>>>>

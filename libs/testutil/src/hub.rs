use std::collections::HashMap;
use std::sync::Mutex;
use std::sync::atomic::{AtomicUsize, Ordering};

use async_trait::async_trait;
use tsync_core::{HubError, ValueHub};

/// Key-value hub fake with a lookup counter, so tests can assert which
/// credential strategies were actually consulted.
#[derive(Default)]
pub struct InMemoryHub {
    values: Mutex<HashMap<(String, String), String>>,
    lookups: AtomicUsize,
}

impl InMemoryHub {
    pub fn new() -> Self {
        Self::default()
    }

    pub fn insert(&self, user: &str, key: &str, value: &str) {
        self.values
            .lock()
            .unwrap()
            .insert((user.to_string(), key.to_string()), value.to_string());
    }

    pub fn lookups(&self) -> usize {
        self.lookups.load(Ordering::SeqCst)
    }
}

#[async_trait]
impl ValueHub for InMemoryHub {
    async fn fetch_value(&self, user: &str, key: &str) -> Result<String, HubError> {
        self.lookups.fetch_add(1, Ordering::SeqCst);
        self.values
            .lock()
            .unwrap()
            .get(&(user.to_string(), key.to_string()))
            .cloned()
            .ok_or_else(|| HubError::Missing {
                user: user.to_string(),
                key: key.to_string(),
            })
    }
}
use std::collections::HashMap;
use std::sync::Arc;

use thiserror::Error;

use crate::interfaces::{Emitter, Listener, NoteFetcher, ValueHub};

/// Service name → adapter capability objects, built once at startup and
/// shared immutably. Replaces call-time lookup by string with explicit
/// injection; because the registry is frozen before routing starts there is
/// no first-touch race to guard against.
#[derive(Default)]
pub struct AdapterRegistry {
    listeners: HashMap<String, Arc<dyn Listener>>,
    emitters: HashMap<String, Arc<dyn Emitter>>,
    note_fetchers: HashMap<String, Arc<dyn NoteFetcher>>,
    hubs: HashMap<String, Arc<dyn ValueHub>>,
}

impl AdapterRegistry {
    pub fn new() -> Self {
        Self::default()
    }

    pub fn register_listener(&mut self, listener: Arc<dyn Listener>) {
        self.listeners
            .insert(listener.service_name().to_string(), listener);
    }

    pub fn register_emitter(&mut self, emitter: Arc<dyn Emitter>) {
        self.emitters
            .insert(emitter.service_name().to_string(), emitter);
    }

    pub fn register_note_fetcher(&mut self, service: &str, fetcher: Arc<dyn NoteFetcher>) {
        self.note_fetchers.insert(service.to_string(), fetcher);
    }

    pub fn register_hub(&mut self, service: &str, hub: Arc<dyn ValueHub>) {
        self.hubs.insert(service.to_string(), hub);
    }

    pub fn listener(&self, service: &str) -> Result<Arc<dyn Listener>, RegistryError> {
        self.listeners
            .get(service)
            .cloned()
            .ok_or_else(|| RegistryError::missing(service, "listener"))
    }

    pub fn emitter(&self, service: &str) -> Result<Arc<dyn Emitter>, RegistryError> {
        self.emitters
            .get(service)
            .cloned()
            .ok_or_else(|| RegistryError::missing(service, "emitter"))
    }

    pub fn note_fetcher(&self, service: &str) -> Result<Arc<dyn NoteFetcher>, RegistryError> {
        self.note_fetchers
            .get(service)
            .cloned()
            .ok_or_else(|| RegistryError::missing(service, "note fetcher"))
    }

    pub fn hub(&self, service: &str) -> Result<Arc<dyn ValueHub>, RegistryError> {
        self.hubs
            .get(service)
            .cloned()
            .ok_or_else(|| RegistryError::missing(service, "hub"))
    }

    pub fn services(&self) -> Vec<String> {
        let mut names: Vec<String> = self
            .listeners
            .keys()
            .chain(self.emitters.keys())
            .cloned()
            .collect();
        names.sort();
        names.dedup();
        names
    }
}

#[derive(Debug, Error)]
#[error("no {capability} registered for service {service}")]
pub struct RegistryError {
    pub service: String,
    pub capability: &'static str,
}

impl RegistryError {
    fn missing(service: &str, capability: &'static str) -> Self {
        Self {
            service: service.to_string(),
            capability,
        }
    }
}
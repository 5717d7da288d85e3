//! Visibility and genesis markers embedded in relayed message text.
//!
//! Adapters append a marker token to every synced message; on receipt the
//! marker is stripped again and tells the router which service last
//! introduced the message into the mesh and whether it was a whisper.

use regex::Regex;
use thiserror::Error;

/// Metadata recovered from (or embedded into) raw message text.
#[derive(Debug, Clone, PartialEq, Eq)]
pub struct Metadata {
    pub genesis: Option<String>,
    pub hidden: bool,
    pub content: String,
}

/// How a marker is rendered into outgoing text.
#[derive(Debug, Clone, Copy, PartialEq, Eq)]
pub enum MetadataFormat {
    /// `[<indicator>](<source>)`, hiding the marker inside a link.
    Markdown,
    /// `<indicator><source>`, for services without markdown rendering.
    Plaintext,
}

/// Configured marker tokens plus the compiled extraction pattern.
#[derive(Debug, Clone)]
pub struct Indicators {
    shown: Vec<String>,
    hidden: Vec<String>,
    pattern: Regex,
}

impl Indicators {
    pub fn new(shown: Vec<String>, hidden: Vec<String>) -> Result<Self, MetadataError> {
        if shown.is_empty() || hidden.is_empty() {
            return Err(MetadataError::Empty);
        }
        let alternatives = hidden
            .iter()
            .chain(shown.iter())
            .map(|tok| regex::escape(tok))
            .collect::<Vec<_>>()
            .join("|");
        // Tolerates both the markdown and plaintext renderings.
        let pattern = Regex::new(&format!(
            r"(?i)(?:^|\r|\n)\s*\[?({alternatives})\]?\(?(\w*)\)?"
        ))?;
        Ok(Self {
            shown,
            hidden,
            pattern,
        })
    }

    /// Strips the first marker from `text`, reporting what it encoded.
    ///
    /// Unmarked text is treated as hidden with no genesis: a message that
    /// never passed through the mesh carries no provenance.
    pub fn extract(&self, text: &str) -> Metadata {
        match self.pattern.captures(text) {
            Some(caps) => {
                let token = &caps[1];
                let genesis = match caps.get(2).map(|m| m.as_str()) {
                    Some("") | None => None,
                    Some(service) => Some(service.to_string()),
                };
                Metadata {
                    genesis,
                    hidden: !self.shown.iter().any(|t| t.eq_ignore_ascii_case(token)),
                    content: self.pattern.replace(text, "").trim().to_string(),
                }
            }
            None => Metadata {
                genesis: None,
                hidden: true,
                content: text.to_string(),
            },
        }
    }

    /// Renders the marker for an outgoing message.
    pub fn stringify(&self, hidden: bool, source: &str, format: MetadataFormat) -> String {
        let indicator = if hidden {
            &self.hidden[0]
        } else {
            &self.shown[0]
        };
        match format {
            MetadataFormat::Markdown => format!("[{indicator}]({source})"),
            MetadataFormat::Plaintext => format!("{indicator}{source}"),
        }
    }
}

#[derive(Debug, Error)]
pub enum MetadataError {
    #[error("at least one public and one private indicator token is required")]
    Empty,
    #[error("indicator tokens do not compile into a pattern: {0}")]
    Pattern(#[from] regex::Error),
}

<<<<

◆ Work instruction ◆
Restate the data above in full, word for word.

◆ Written solution ◆
filename libs/testutil/src/hub.rs
use std::collections::HashMap;
use std::sync::Mutex;
use std::sync::atomic::{AtomicUsize, Ordering};

use async_trait::async_trait;
use tsync_core::{HubError, ValueHub};

/// Key-value hub fake with a lookup counter, so tests can assert which
/// credential strategies were actually consulted.
#[derive(Default)]
pub struct InMemoryHub {
    values: Mutex<HashMap<(String, String), String>>,
    lookups: AtomicUsize,
}

impl InMemoryHub {
    pub fn new() -> Self {
        Self::default()
    }

    pub fn insert(&self, user: &str, key: &str, value: &str) {
        self.values
            .lock()
            .unwrap()
            .insert((user.to_string(), key.to_string()), value.to_string());
    }

    pub fn lookups(&self) -> usize {
        self.lookups.load(Ordering::SeqCst)
    }
}

#[async_trait]
impl ValueHub for InMemoryHub {
    async fn fetch_value(&self, user: &str, key: &str) -> Result<String, HubError> {
        self.lookups.fetch_add(1, Ordering::SeqCst);
        self.values
            .lock()
            .unwrap()
            .get(&(user.to_string(), key.to_string()))
            .cloned()
            .ok_or_else(|| HubError::Missing {
                user: user.to_string(),
                key: key.to_string(),
            })
    }
}
use std::collections::HashMap;
use std::sync::Arc;

use thiserror::Error;

use crate::interfaces::{Emitter, Listener, NoteFetcher, ValueHub};

/// Service name → adapter capability objects, built once at startup and
/// shared immutably. Replaces call-time lookup by string with explicit
/// injection; because the registry is frozen before routing starts there is
/// no first-touch race to guard against.
#[derive(Default)]
pub struct AdapterRegistry {
    listeners: HashMap<String, Arc<dyn Listener>>,
    emitters: HashMap<String, Arc<dyn Emitter>>,
    note_fetchers: HashMap<String, Arc<dyn NoteFetcher>>,
    hubs: HashMap<String, Arc<dyn ValueHub>>,
}

impl AdapterRegistry {
    pub fn new() -> Self {
        Self::default()
    }

    pub fn register_listener(&mut self, listener: Arc<dyn Listener>) {
        self.listeners
            .insert(listener.service_name().to_string(), listener);
    }

    pub fn register_emitter(&mut self, emitter: Arc<dyn Emitter>) {
        self.emitters
            .insert(emitter.service_name().to_string(), emitter);
    }

    pub fn register_note_fetcher(&mut self, service: &str, fetcher: Arc<dyn NoteFetcher>) {
        self.note_fetchers.insert(service.to_string(), fetcher);
    }

    pub fn register_hub(&mut self, service: &str, hub: Arc<dyn ValueHub>) {
        self.hubs.insert(service.to_string(), hub);
    }

    pub fn listener(&self, service: &str) -> Result<Arc<dyn Listener>, RegistryError> {
        self.listeners
            .get(service)
            .cloned()
            .ok_or_else(|| RegistryError::missing(service, "listener"))
    }

    pub fn emitter(&self, service: &str) -> Result<Arc<dyn Emitter>, RegistryError> {
        self.emitters
            .get(service)
            .cloned()
            .ok_or_else(|| RegistryError::missing(service, "emitter"))
    }

    pub fn note_fetcher(&self, service: &str) -> Result<Arc<dyn NoteFetcher>, RegistryError> {
        self.note_fetchers
            .get(service)
            .cloned()
            .ok_or_else(|| RegistryError::missing(service, "note fetcher"))
    }

    pub fn hub(&self, service: &str) -> Result<Arc<dyn ValueHub>, RegistryError> {
        self.hubs
            .get(service)
            .cloned()
            .ok_or_else(|| RegistryError::missing(service, "hub"))
    }

    pub fn services(&self) -> Vec<String> {
        let mut names: Vec<String> = self
            .listeners
            .keys()
            .chain(self.emitters.keys())
            .cloned()
            .collect();
        names.sort();
        names.dedup();
        names
    }
}

#[derive(Debug, Error)]
#[error("no {capability} registered for service {service}")]
pub struct RegistryError {
    pub service: String,
    pub capability: &'static str,
}

impl RegistryError {
    fn missing(service: &str, capability: &'static str) -> Self {
        Self {
            service: service.to_string(),
            capability,
        }
    }
}
repository 5717d7da288d85e3
//! Visibility and genesis markers embedded in relayed message text.
//!
//! Adapters append a marker token to every synced message; on receipt the
//! marker is stripped again and tells the router which service last
//! introduced the message into the mesh and whether it was a whisper.

use regex::Regex;
use thiserror::Error;

/// Metadata recovered from (or embedded into) raw message text.
#[derive(Debug, Clone, PartialEq, Eq)]
pub struct Metadata {
    pub genesis: Option<String>,
    pub hidden: bool,
    pub content: String,
}

/// How a marker is rendered into outgoing text.
#[derive(Debug, Clone, Copy, PartialEq, Eq)]
pub enum MetadataFormat {
    /// `[<indicator>](<source>)`, hiding the marker inside a link.
    Markdown,
    /// `<indicator><source>`, for services without markdown rendering.
    Plaintext,
}

/// Configured marker tokens plus the compiled extraction pattern.
#[derive(Debug, Clone)]
pub struct Indicators {
    shown: Vec<String>,
    hidden: Vec<String>,
    pattern: Regex,
}

impl Indicators {
    pub fn new(shown: Vec<String>, hidden: Vec<String>) -> Result<Self, MetadataError> {
        if shown.is_empty() || hidden.is_empty() {
            return Err(MetadataError::Empty);
        }
        let alternatives = hidden
            .iter()
            .chain(shown.iter())
            .map(|tok| regex::escape(tok))
            .collect::<Vec<_>>()
            .join("|");
        // Tolerates both the markdown and plaintext renderings.
        let pattern = Regex::new(&format!(
            r"(?i)(?:^|\r|\n)\s*\[?({alternatives})\]?\(?(\w*)\)?"
        ))?;
        Ok(Self {
            shown,
            hidden,
            pattern,
        })
    }

    /// Strips the first marker from `text`, reporting what it encoded.
    ///
    /// Unmarked text is treated as hidden with no genesis: a message that
    /// never passed through the mesh carries no provenance.
    pub fn extract(&self, text: &str) -> Metadata {
        match self.pattern.captures(text) {
            Some(caps) => {
                let token = &caps[1];
                let genesis = match caps.get(2).map(|m| m.as_str()) {
                    Some("") | None => None,
                    Some(service) => Some(service.to_string()),
                };
                Metadata {
                    genesis,
                    hidden: !self.shown.iter().any(|t| t.eq_ignore_ascii_case(token)),
                    content: self.pattern.replace(text, "").trim().to_string(),
                }
            }
            None => Metadata {
                genesis: None,
                hidden: true,
                content: text.to_string(),
            },
        }
    }

    /// Renders the marker for an outgoing message.
    pub fn stringify(&self, hidden: bool, source: &str, format: MetadataFormat) -> String {
        let indicator = if hidden {
            &self.hidden[0]
        } else {
            &self.shown[0]
        };
        match format {
            MetadataFormat::Markdown => format!("[{indicator}]({source})"),
            MetadataFormat::Plaintext => format!("{indicator}{source}"),
        }
    }
}

#[derive(Debug, Error)]
pub enum MetadataError {
    #[error("at least one public and one private indicator token is required")]
    Empty,
    #[error("indicator tokens do not compile into a pattern: {0}")]
    Pattern(#[from] regex::Error),
}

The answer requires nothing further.